Иногда он заглядывал в Собор, правда, не часто, как и прежде не слишком часто заглядывал в молитвенный дом на Пелонкерштрассе послушать проповеди пастора Кнаббе. Войдя впервые в белый неф, он ощутил только что это – чужое. Он попал в самое неудачное время – был фиолетовый адвент,[45] – и все в нем воспротивилось тому, что он увидел. В глубине перед главным алтарем длинная очередь медленно продвигалась к лежащему кресту, на котором была распята нагая фигура Бога. Люди губами касались израненных рук и ног. Это было так отвратительно, что он поспешил уйти. Но увиденная картина застряла в памяти. Глядя на обитателей улицы Гротгера, он чувствовал, что всех их объединяет это склонение головы над белым, как слоновая кость, телом, пробитым гвоздями, это прикосновение губ к грубым красным мазкам, изображающим кровь.
Его это коробило, хотя он далек был от того, чтобы кого-либо осуждать.
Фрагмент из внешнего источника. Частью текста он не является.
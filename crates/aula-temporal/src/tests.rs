//! Tests for the SCD2 dimension over membership and role facts.

use aula_core::{PartyId, PersonId};
use chrono::NaiveDate;

use crate::{
  Dimension, MembershipFact, RoleFact,
  dimension::{Applied, TemporalFact},
};

fn d(y: i32, m: u32, day: u32) -> NaiveDate {
  NaiveDate::from_ymd_opt(y, m, day).unwrap()
}

fn membership(
  person: u32,
  party: u32,
  from: NaiveDate,
  to: Option<NaiveDate>,
) -> MembershipFact {
  MembershipFact {
    person_id:     PersonId::from_seq(person),
    party_id:      PartyId::from_seq(party),
    group_id_aula: Some(format!("GROUP{party}")),
    role_in_party: None,
    valid_from:    from,
    valid_to:      to,
    source_url:    "https://example.org/source".into(),
  }
}

// ─── apply_fact ──────────────────────────────────────────────────────────────

#[test]
fn first_fact_for_a_key_is_appended_open() {
  let mut dim = Dimension::new();
  let applied = dim.apply_fact(membership(1, 1, d(2023, 3, 12), None));

  assert_eq!(applied, Applied::Appended);
  assert_eq!(dim.len(), 1);
  assert!(dim.facts()[0].valid_to.is_none());
}

#[test]
fn new_fact_closes_the_open_record_the_day_before() {
  // Backfilling a party switch: the open 2013 membership must close on
  // 2023-06-11 when the 2023-06-12 fact lands.
  let mut dim = Dimension::new();
  dim.apply_fact(membership(4, 4, d(2013, 11, 16), None));
  let applied = dim.apply_fact(membership(4, 4, d(2023, 6, 12), None));

  assert_eq!(applied, Applied::ClosedPrior(d(2023, 6, 11)));
  assert_eq!(dim.facts()[0].valid_to, Some(d(2023, 6, 11)));
  assert!(dim.facts()[1].valid_to.is_none());
}

#[test]
fn at_most_one_open_record_per_natural_key() {
  let mut dim = Dimension::new();
  dim.apply_fact(membership(1, 1, d(2018, 1, 1), None));
  dim.apply_fact(membership(1, 1, d(2020, 1, 1), None));
  dim.apply_fact(membership(1, 1, d(2022, 1, 1), None));

  let open: Vec<_> =
    dim.facts().iter().filter(|f| f.valid_to.is_none()).collect();
  assert_eq!(open.len(), 1);
  assert_eq!(open[0].valid_from, d(2022, 1, 1));
}

#[test]
fn different_parties_are_independent_keys() {
  // Same person, two parties: neither insert closes the other.
  let mut dim = Dimension::new();
  dim.apply_fact(membership(1, 1, d(2018, 1, 1), None));
  let applied = dim.apply_fact(membership(1, 2, d(2020, 1, 1), None));

  assert_eq!(applied, Applied::Appended);
  assert!(dim.facts().iter().all(|f| f.valid_to.is_none()));
}

#[test]
fn closed_historical_fact_does_not_disturb_open_records() {
  // Backfill of a deceased office-holder's fixed window.
  let mut dim = Dimension::new();
  dim.apply_fact(membership(4, 4, d(2013, 11, 16), Some(d(2023, 6, 12))));
  assert_eq!(dim.facts()[0].valid_to, Some(d(2023, 6, 12)));

  // A later open fact for the same key finds no open prior to close.
  let applied = dim.apply_fact(membership(4, 4, d(2024, 1, 1), None));
  assert_eq!(applied, Applied::Appended);
}

#[test]
fn close_degrades_when_no_prior_day_exists() {
  let mut dim = Dimension::new();
  dim.apply_fact(membership(1, 1, NaiveDate::MIN, None));
  let applied = dim.apply_fact(membership(1, 1, NaiveDate::MIN, None));

  // No day exists before NaiveDate::MIN; the close falls back to the new
  // fact's own start instead of aborting.
  assert_eq!(applied, Applied::ClosedPrior(NaiveDate::MIN));
  assert_eq!(dim.degraded_close_count(), 1);
}

// ─── point_in_time ───────────────────────────────────────────────────────────

#[test]
fn point_in_time_hits_the_containing_interval() {
  let mut dim = Dimension::new();
  dim.apply_fact(membership(1, 1, d(2018, 1, 1), None));
  dim.apply_fact(membership(1, 2, d(2021, 5, 10), None));
  // First membership is now closed at 2021-05-09.

  let p1 = PersonId::from_seq(1);
  let hit = dim.point_in_time(&p1, d(2019, 6, 1)).unwrap();
  assert_eq!(hit.party_id, PartyId::from_seq(1));

  let hit = dim.point_in_time(&p1, d(2022, 1, 1)).unwrap();
  assert_eq!(hit.party_id, PartyId::from_seq(2));
}

#[test]
fn interval_bounds_are_inclusive() {
  let mut dim = Dimension::new();
  dim.apply_fact(membership(1, 1, d(2020, 1, 1), Some(d(2020, 12, 31))));

  let p1 = PersonId::from_seq(1);
  assert!(dim.point_in_time(&p1, d(2020, 1, 1)).is_some());
  assert!(dim.point_in_time(&p1, d(2020, 12, 31)).is_some());
  assert!(dim.point_in_time(&p1, d(2019, 12, 31)).is_none());
  assert!(dim.point_in_time(&p1, d(2021, 1, 1)).is_none());
}

#[test]
fn query_outside_all_intervals_returns_none() {
  let mut dim = Dimension::new();
  dim.apply_fact(membership(1, 1, d(2020, 1, 1), Some(d(2021, 1, 1))));

  let p2 = PersonId::from_seq(2);
  assert!(dim.point_in_time(&p2, d(2020, 6, 1)).is_none());
}

#[test]
fn curated_overlap_resolves_by_storage_order() {
  // Two hand-inserted overlapping intervals for the same key: the first
  // row in storage order wins, and the overlap counter flags it.
  let facts = vec![
    membership(1, 1, d(2020, 1, 1), Some(d(2022, 1, 1))),
    membership(1, 1, d(2021, 1, 1), Some(d(2023, 1, 1))),
  ];
  let dim = Dimension::from_facts(facts);

  let p1 = PersonId::from_seq(1);
  let hit = dim.point_in_time(&p1, d(2021, 6, 1)).unwrap();
  assert_eq!(hit.valid_from, d(2020, 1, 1));
  assert_eq!(dim.overlap_count(), 1);
}

// ─── RoleFact key ────────────────────────────────────────────────────────────

fn role(person: u32, role_type: &str, org: &str, from: NaiveDate) -> RoleFact {
  RoleFact {
    person_id:  PersonId::from_seq(person),
    role_type:  role_type.into(),
    org:        org.into(),
    title:      None,
    grade:      None,
    valid_from: from,
    valid_to:   None,
    source_url: "https://example.org/gov".into(),
  }
}

#[test]
fn role_key_includes_role_type_and_org() {
  let mut dim = Dimension::new();
  dim.apply_fact(role(2, "minister", "Governo", d(2022, 10, 22)));
  dim.apply_fact(role(2, "deputy", "Camera", d(2022, 10, 13)));

  // Distinct keys: both stay open.
  assert!(dim.facts().iter().all(|f| f.valid_to().is_none()));

  // Same key: the minister record closes.
  dim.apply_fact(role(2, "minister", "Governo", d(2024, 3, 1)));
  let closed: Vec<_> =
    dim.facts().iter().filter(|f| f.valid_to().is_some()).collect();
  assert_eq!(closed.len(), 1);
  assert_eq!(closed[0].valid_to(), Some(d(2024, 2, 29)));
}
Тем не менее в июне, когда улица Гротгера, нарядная и благоухающая, утром устремлялась к Собору,[46] он не оставался дома. Пройдя по улице Вита Ствоша и миновав трамвайный круг, через парк выходил на улицу Цистерцианцев невдалеке от часовни Святого Иакова. Нет, он не останавливался на тротуарах, а просто неторопливо прогуливался, и хотя то, что происходило вокруг, было ему чуждо, поддавался чудесному настроению праздничного дня. Влажная, недавно политая мостовая, девочки в длинных батистовых платьях, блестящие сумочки, в руках толстые желтые свечи в кружевном воротничке, аспарагус, нитяные перчатки, чириканье глиняных свистулек… Он проходил мимо украшенных еловыми ветками, тюльпанами и нарциссами маленьких алтарей, возле которых суетились женщины в кретоновых платьях. Мужчины в белых рубашках с засученными рукавами устанавливали свежесрубленные шелестящие березки по обеим сторонам столов, накрытых белоснежными скатертями, похожими на стихарь прислужника. Отутюженные пиджаки лежали на газоне.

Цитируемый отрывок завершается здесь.